Task objective
Each line from the start of the listing below through the line containing "Thin weight (100)." should be reproduced exactly, with no others.

--------

//! Font-related enumerations and value types.

use std::fmt;

/// Font weight, typically ranging from 100 (thin) to 900 (black).
///
/// Common weight constants are provided for convenience.
#[derive(Debug, Clone, Copy, PartialEq, Eq, PartialOrd, Ord, Hash)]
pub struct FontWeight(pub u16);

impl FontWeight {
    /// Thin weight (100).
    pub const THIN: Self = Self(100);
    /// Light weight (300).
    pub const LIGHT: Self = Self(300);
    /// Normal/regular weight (400).
    pub const NORMAL: Self = Self(400);
    /// Medium weight (500).
    pub const MEDIUM: Self = Self(500);
    /// Semi-bold weight (600).
    pub const SEMI_BOLD: Self = Self(600);
    /// Bold weight (700).
    pub const BOLD: Self = Self(700);
    /// Black/heavy weight (900).
    pub const BLACK: Self = Self(900);

    /// Create a font weight from a numeric value (100-900).
    pub fn new(weight: u16) -> Self {
        Self(weight.clamp(100, 900))
    }

    /// Get the numeric weight value.
    pub const fn value(self) -> u16 {
        self.0
    }

    /// Weights from semi-bold upwards render as bold.
    pub const fn is_bold(self) -> bool {
        self.0 >= Self::SEMI_BOLD.0
    }

    /// Parse a CSS `font-weight` value (`normal`, `bold`, `lighter`, `bolder` or 100-900).
    pub fn parse(value: &str) -> Option<Self> {
        match value.trim().to_ascii_lowercase().as_str() {
            "normal" => Some(Self::NORMAL),
            "bold" | "bolder" => Some(Self::BOLD),
            "lighter" => Some(Self::LIGHT),
            other => other.parse::<u16>().ok().map(Self::new),
        }
    }
}

impl Default for FontWeight {
    fn default() -> Self {
        Self::NORMAL
    }
}

impl From<u16> for FontWeight {
    fn from(value: u16) -> Self {
        Self::new(value)
    }
}

/// Font style (normal, italic, or oblique).
#[derive(Debug, Clone, Copy, PartialEq, Eq, Hash, Default)]
pub enum FontStyle {
    /// Normal upright style.
    #[default]
    Normal,
    /// Italic style (designed italic glyphs).
    Italic,
    /// Oblique style (slanted normal glyphs).
    Oblique,
}

impl FontStyle {
    /// Both italic and oblique count as slanted.
    pub const fn is_italic(self) -> bool {
        matches!(self, FontStyle::Italic | FontStyle::Oblique)
    }

    /// Parse a CSS `font-style` value.
    pub fn parse(value: &str) -> Option<Self> {
        match value.trim().to_ascii_lowercase().as_str() {
            "normal" => Some(FontStyle::Normal),
            "italic" => Some(FontStyle::Italic),
            "oblique" => Some(FontStyle::Oblique),
            _ => None,
        }
    }

    /// CSS keyword for this style.
    pub const fn css_name(self) -> &'static str {
        match self {
            FontStyle::Normal => "normal",
            FontStyle::Italic => "italic",
            FontStyle::Oblique => "oblique",
        }
    }
}

/// Font family specification.
#[derive(Debug, Clone, PartialEq, Eq, Hash)]
pub enum FontFamily {
    /// A specific font family by name.
    Name(String),
    /// Generic serif family.
    Serif,
    /// Generic sans-serif family.
    SansSerif,
    /// Generic monospace family.
    Monospace,
    /// Generic cursive family.
    Cursive,
    /// Generic fantasy family.
    Fantasy,
}

impl FontFamily {
    /// Create a named font family.
    pub fn name(name: impl Into<String>) -> Self {
        Self::Name(name.into())
    }

    /// Parse a single family name, recognizing the CSS generic keywords.
    ///
    /// Surrounding quotes are stripped. Returns `None` for an empty name.
    pub fn parse(value: &str) -> Option<Self> {
        let name = value.trim().trim_matches(|c| c == '"' || c == '\'').trim();
        if name.is_empty() {
            return None;
        }
        Some(match name.to_ascii_lowercase().as_str() {
            "serif" => FontFamily::Serif,
            "sans-serif" | "sansserif" | "sans" => FontFamily::SansSerif,
            "monospace" | "monospaced" | "mono" => FontFamily::Monospace,
            "cursive" => FontFamily::Cursive,
            "fantasy" => FontFamily::Fantasy,
            _ => FontFamily::Name(name.to_string()),
        })
    }

    /// Parse a comma-separated CSS family list.
    pub fn parse_list(value: &str) -> Vec<Self> {
        value.split(',').filter_map(Self::parse).collect()
    }

    /// Check whether this is one of the generic families.
    pub fn is_generic(&self) -> bool {
        !matches!(self, FontFamily::Name(_))
    }

    /// CSS form of the family; names containing spaces are quoted.
    pub fn to_css(&self) -> String {
        match self {
            FontFamily::Name(name) if name.contains(' ') => format!("'{}'", name),
            other => other.to_string(),
        }
    }
}

impl Default for FontFamily {
    fn default() -> Self {
        Self::SansSerif
    }
}

impl fmt::Display for FontFamily {
    fn fmt(&self, f: &mut fmt::Formatter<'_>) -> fmt::Result {
        match self {
            FontFamily::Name(name) => write!(f, "{}", name),
            FontFamily::Serif => write!(f, "serif"),
            FontFamily::SansSerif => write!(f, "sans-serif"),
            FontFamily::Monospace => write!(f, "monospace"),
            FontFamily::Cursive => write!(f, "cursive"),
            FontFamily::Fantasy => write!(f, "fantasy"),
        }
    }
}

--------

Solution to the problem
//! Font-related enumerations and value types.

use std::fmt;

/// Font weight, typically ranging from 100 (thin) to 900 (black).
///
/// Common weight constants are provided for convenience.
#[derive(Debug, Clone, Copy, PartialEq, Eq, PartialOrd, Ord, Hash)]
pub struct FontWeight(pub u16);

impl FontWeight {
    /// Thin weight (100).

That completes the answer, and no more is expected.